Property managers are facing a staffing crisis but PMVA’s Tiffany Bowtell, a leader in the use and development of offshore virtual assistants for the real estate industry, says beware of the hidden costs of DIY outsourcing. 

The real estate world is not alone in facing a staffing crisis.

High demand for reliable staff flows through all industries, but property managers are doing it especially tough.

Even before the pandemic, the Australian Bureau Statistics showed a high job mobility rate of almost 12 per cent in the rental and real estate industry, or more than one in 10 leaving their employer in 2019.

Reports since then indicate that the stressful nature of property management work – exacerbated by the pandemic, rising rents and a shortage of experienced staff – means the average length of time in a property management role is less than 12 months.

It is no wonder that Australian businesses are looking for innovative solutions to solve this kind of attrition.

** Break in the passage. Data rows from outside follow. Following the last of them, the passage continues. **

use std::fmt;
use std::path::PathBuf;

/// Where a KML document comes from.
#[derive(Debug, Clone, PartialEq, Eq)]
pub enum DocumentSource {
    Url(String),
    File(PathBuf),
}

impl DocumentSource {
    /// `http://` and `https://` strings are URLs; anything else is a local path.
    #[must_use]
    pub fn parse(raw: &str) -> Self {
        let trimmed = raw.trim();
        let lowered = trimmed.to_ascii_lowercase();
        if lowered.starts_with("http://") || lowered.starts_with("https://") {
            DocumentSource::Url(trimmed.to_owned())
        } else {
            DocumentSource::File(PathBuf::from(trimmed))
        }
    }
}

impl fmt::Display for DocumentSource {
    fn fmt(&self, f: &mut fmt::Formatter<'_>) -> fmt::Result {
        match self {
            DocumentSource::Url(url) => write!(f, "{url}"),
            DocumentSource::File(path) => write!(f, "{}", path.display()),
        }
    }
}

#[cfg(test)]
mod tests {
    use super::*;

    #[test]
    fn http_and_https_are_urls() {
        assert_eq!(
            DocumentSource::parse("https://example.com/a.kml"),
            DocumentSource::Url("https://example.com/a.kml".to_owned())
        );
        assert_eq!(
            DocumentSource::parse(" HTTP://example.com/a.kml "),
            DocumentSource::Url("HTTP://example.com/a.kml".to_owned())
        );
    }

    #[test]
    fn everything_else_is_a_file() {
        assert_eq!(
            DocumentSource::parse("./output.kml"),
            DocumentSource::File(PathBuf::from("./output.kml"))
        );
        assert_eq!(
            DocumentSource::parse("file.kml").to_string(),
            "file.kml".to_owned()
        );
    }
}
use std::time::Duration;

pub const DEFAULT_KML_URL: &str = "https://raw.githubusercontent.com/wingyeung0317/-HKOSMP-KML-Google-Maps-/refs/heads/Automatic/motorcycleParking.kml";

/// HK eMobility WFS query for on-street motorcycle spaces, as GeoJSON.
pub const DEFAULT_WFS_URL: &str = "https://www.hkemobility.gov.hk/api/drss/layer/map/?typeName=DRSS%3AVW_ON_STREET_PARKING&service=WFS&version=1.0.0&request=GetFeature&outputFormat=application%2Fjson&styles=OSP_Type_ALL&cql_filter=(VEHICLE_TYPE%20%3D%20'Motor%20Cycles')%20AND%20BBOX(SHAPE%2C%20113.7715210770302%2C22.09149645255427%2C114.56486620617868%2C22.58284043586623)";

#[derive(Debug, Clone, PartialEq, Eq)]
pub enum Environment {
    Development,
    Test,
    Production,
}

impl std::fmt::Display for Environment {
    fn fmt(&self, f: &mut std::fmt::Formatter<'_>) -> std::fmt::Result {
        match self {
            Environment::Development => write!(f, "development"),
            Environment::Test => write!(f, "test"),
            Environment::Production => write!(f, "production"),
        }
    }
}

/// Which analytics sink the binary wires into the core.
#[derive(Debug, Clone, Copy, PartialEq, Eq)]
pub enum AnalyticsMode {
    Tracing,
    Off,
}

#[derive(Debug, Clone)]
pub struct AppConfig {
    pub env: Environment,
    pub log_level: String,
    pub kml_url: String,
    /// Local path or `http(s)` URL tried once when the primary source fails.
    pub fallback_kml: String,
    /// GeoJSON feed that `generate-kml` turns into a KML document.
    pub wfs_url: String,
    pub request_timeout_secs: u64,
    pub user_agent: String,
    pub max_retries: u32,
    pub retry_backoff_base_ms: u64,
    pub app_fallback_delay_ms: u64,
    pub app_safety_timeout_ms: u64,
    pub amap_source_app: String,
    pub baidu_src: String,
    pub analytics: AnalyticsMode,
}

impl AppConfig {
    #[must_use]
    pub fn app_fallback_delay(&self) -> Duration {
        Duration::from_millis(self.app_fallback_delay_ms)
    }

    #[must_use]
    pub fn app_safety_timeout(&self) -> Duration {
        Duration::from_millis(self.app_safety_timeout_ms)
    }
}
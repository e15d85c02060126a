//! Error types for treemorph.
//!
//! Configuration problems are caught when a batch is built, never mid-frame.
//! The frame loop itself cannot fail.

use thiserror::Error;

/// Errors raised while validating or building a particle batch.
#[derive(Debug, Clone, Error)]
pub enum ConfigError {
    /// A batch was configured with no particles.
    #[error("particle count must be greater than zero")]
    ZeroCount,

    /// A batch was configured with no colors to draw from.
    #[error("palette must contain at least one color")]
    EmptyPalette,

    /// A palette entry could not be parsed as a hex color.
    #[error("invalid color '{0}', expected #RRGGBB or #RGB")]
    InvalidColor(String),

    /// A numeric parameter is out of its valid domain.
    #[error("invalid value {value} for parameter '{name}'")]
    InvalidParameter {
        /// Parameter name as it appears in the config.
        name: &'static str,
        /// The rejected value.
        value: f32,
    },

    /// Every batch of a scene was rejected.
    #[error("no valid batches ({skipped} skipped)")]
    NoValidBatches {
        /// Number of batches that failed to build.
        skipped: usize,
    },

    /// Wraps an error with the name of the batch it came from.
    #[error("batch '{name}': {source}")]
    Batch {
        /// Batch name.
        name: String,
        /// Underlying problem.
        #[source]
        source: Box<ConfigError>,
    },
}

impl ConfigError {
    /// Attach a batch name to this error.
    pub fn in_batch(self, name: &str) -> Self {
        ConfigError::Batch {
            name: name.to_string(),
            source: Box::new(self),
        }
    }
}

/// Errors that can occur when loading or saving a scene configuration.
#[derive(Debug, Error)]
pub enum SceneError {
    /// Failed to read or write the config file.
    #[error("failed to access scene config: {0}")]
    Io(#[from] std::io::Error),

    /// The config file is not valid JSON for a scene.
    #[error("failed to parse scene config: {0}")]
    Json(#[from] serde_json::Error),

    /// The config parsed but describes an invalid scene.
    #[error("invalid scene config: {0}")]
    Config(#[from] ConfigError),
}

/// Errors that can occur while running the interactive viewer.
#[cfg(feature = "viewer")]
#[derive(Debug, Error)]
pub enum ViewerError {
    /// Failed to create event loop.
    #[error("failed to create event loop: {0}")]
    EventLoop(#[from] winit::error::EventLoopError),

    /// Failed to create window.
    #[error("failed to create window: {0}")]
    Window(#[from] winit::error::OsError),

    /// Failed to create a surface for rendering.
    #[error("failed to create GPU surface: {0}")]
    SurfaceCreation(#[from] wgpu::CreateSurfaceError),

    /// No compatible GPU adapter found.
    #[error("no compatible GPU adapter found: {0}")]
    NoAdapter(#[from] wgpu::RequestAdapterError),

    /// Failed to create GPU device.
    #[error("failed to create GPU device: {0}")]
    DeviceCreation(#[from] wgpu::RequestDeviceError),

    /// The surface reports no texture formats for this adapter.
    #[error("surface is not supported by the adapter")]
    UnsupportedSurface,

    /// Scene could not be loaded or built.
    #[error(transparent)]
    Scene(#[from] SceneError),
}
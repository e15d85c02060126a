//! The star crowning the tree.
//!
//! Unlike batch particles the star keeps its own position and eases toward
//! whichever anchor the current state selects, so it trails the batches
//! slightly when the state flips.

use crate::compositor::InstanceTransform;
use crate::transition::TreeState;
use crate::Vec3;
use serde::{Deserialize, Serialize};

/// Star placement and motion.
#[derive(Debug, Clone, Copy, PartialEq, Serialize, Deserialize)]
#[serde(default)]
pub struct StarConfig {
    /// Whether the scene has a star at all.
    pub enabled: bool,
    /// Resting point while scattered.
    pub scatter_anchor: [f32; 3],
    /// Resting point on top of the tree.
    pub tree_anchor: [f32; 3],
    /// Fraction of the remaining distance covered per second.
    pub follow_rate: f32,
    /// Spin about the vertical axis (radians per second).
    pub spin_rate: f32,
    /// Relative size change of the pulse.
    pub pulse_amplitude: f32,
    /// Pulse angular frequency (radians per second).
    pub pulse_frequency: f32,
    /// RGB tint.
    pub color: [f32; 3],
}

impl Default for StarConfig {
    fn default() -> Self {
        Self {
            enabled: true,
            scatter_anchor: [0.0, 15.0, 0.0],
            tree_anchor: [0.0, 10.5, 0.0],
            follow_rate: 2.0,
            spin_rate: 0.5,
            pulse_amplitude: 0.1,
            pulse_frequency: 2.0,
            // #F9E076
            color: [249.0 / 255.0, 224.0 / 255.0, 118.0 / 255.0],
        }
    }
}

/// Runtime state of the star.
#[derive(Debug, Clone)]
pub struct Star {
    config: StarConfig,
    position: Vec3,
    rotation_y: f32,
    scale: f32,
}

impl Star {
    /// Place the star on its scatter anchor.
    pub fn new(config: StarConfig) -> Self {
        Self {
            position: Vec3::from_array(config.scatter_anchor),
            rotation_y: 0.0,
            scale: 1.0,
            config,
        }
    }

    /// Anchor for `state`.
    pub fn anchor(&self, state: TreeState) -> Vec3 {
        match state {
            TreeState::Scattered => Vec3::from_array(self.config.scatter_anchor),
            TreeState::Tree => Vec3::from_array(self.config.tree_anchor),
        }
    }

    /// Advance one frame.
    pub fn update(&mut self, state: TreeState, elapsed: f32, delta: f32) {
        let delta = if delta.is_finite() { delta.max(0.0) } else { 0.0 };
        let blend = (delta * self.config.follow_rate).min(1.0);
        self.position = self.position.lerp(self.anchor(state), blend);
        self.rotation_y += delta * self.config.spin_rate;
        self.scale =
            1.0 + (elapsed * self.config.pulse_frequency).sin() * self.config.pulse_amplitude;
    }

    /// Current position.
    pub fn position(&self) -> Vec3 {
        self.position
    }

    /// Current uniform scale.
    pub fn scale(&self) -> f32 {
        self.scale
    }

    /// RGBA tint for the renderer.
    pub fn color(&self) -> [f32; 4] {
        let [r, g, b] = self.config.color;
        [r, g, b, 1.0]
    }

    /// Transform for the renderer.
    pub fn transform(&self) -> InstanceTransform {
        InstanceTransform::new(self.position, Vec3::new(0.0, self.rotation_y, 0.0), self.scale)
    }
}

#[cfg(test)]
mod tests {
    use super::*;

    #[test]
    fn test_star_eases_to_tree_anchor() {
        let mut star = Star::new(StarConfig::default());
        assert_eq!(star.position(), Vec3::new(0.0, 15.0, 0.0));

        star.update(TreeState::Tree, 0.0, 1.0 / 60.0);
        let y = star.position().y;
        assert!(y < 15.0 && y > 10.5);

        for i in 0..600 {
            star.update(TreeState::Tree, i as f32 / 60.0, 1.0 / 60.0);
        }
        assert!((star.position().y - 10.5).abs() < 1e-3);
    }

    #[test]
    fn test_long_frame_lands_on_anchor() {
        let mut star = Star::new(StarConfig::default());
        star.update(TreeState::Tree, 0.0, 5.0);
        assert!((star.position() - Vec3::new(0.0, 10.5, 0.0)).length() < 1e-5);
    }

    #[test]
    fn test_pulse_and_spin() {
        let mut star = Star::new(StarConfig::default());
        let elapsed = std::f32::consts::FRAC_PI_4;
        star.update(TreeState::Scattered, elapsed, 0.5);
        // sin(pi/2) = 1
        assert!((star.scale() - 1.1).abs() < 1e-5);
        assert!((star.transform().rotation[1] - 0.25).abs() < 1e-6);
    }
}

Our company, Property Management Virtual Assistant, specialises in providing Australian businesses with trained virtual assistants based in our office in the Philippines, and there has been a spike in demand for this kind of help since the beginning of 2023.

The feedback from clients switching to work with a virtual assistant is, “We have no other choice left”.

They can’t find enough people in Australia to handle those tasks.

Working with an outsourced virtual assistant is a more than viable solution, but for principals or heads of department considering it for the first time, there are some things to keep a keen eye on.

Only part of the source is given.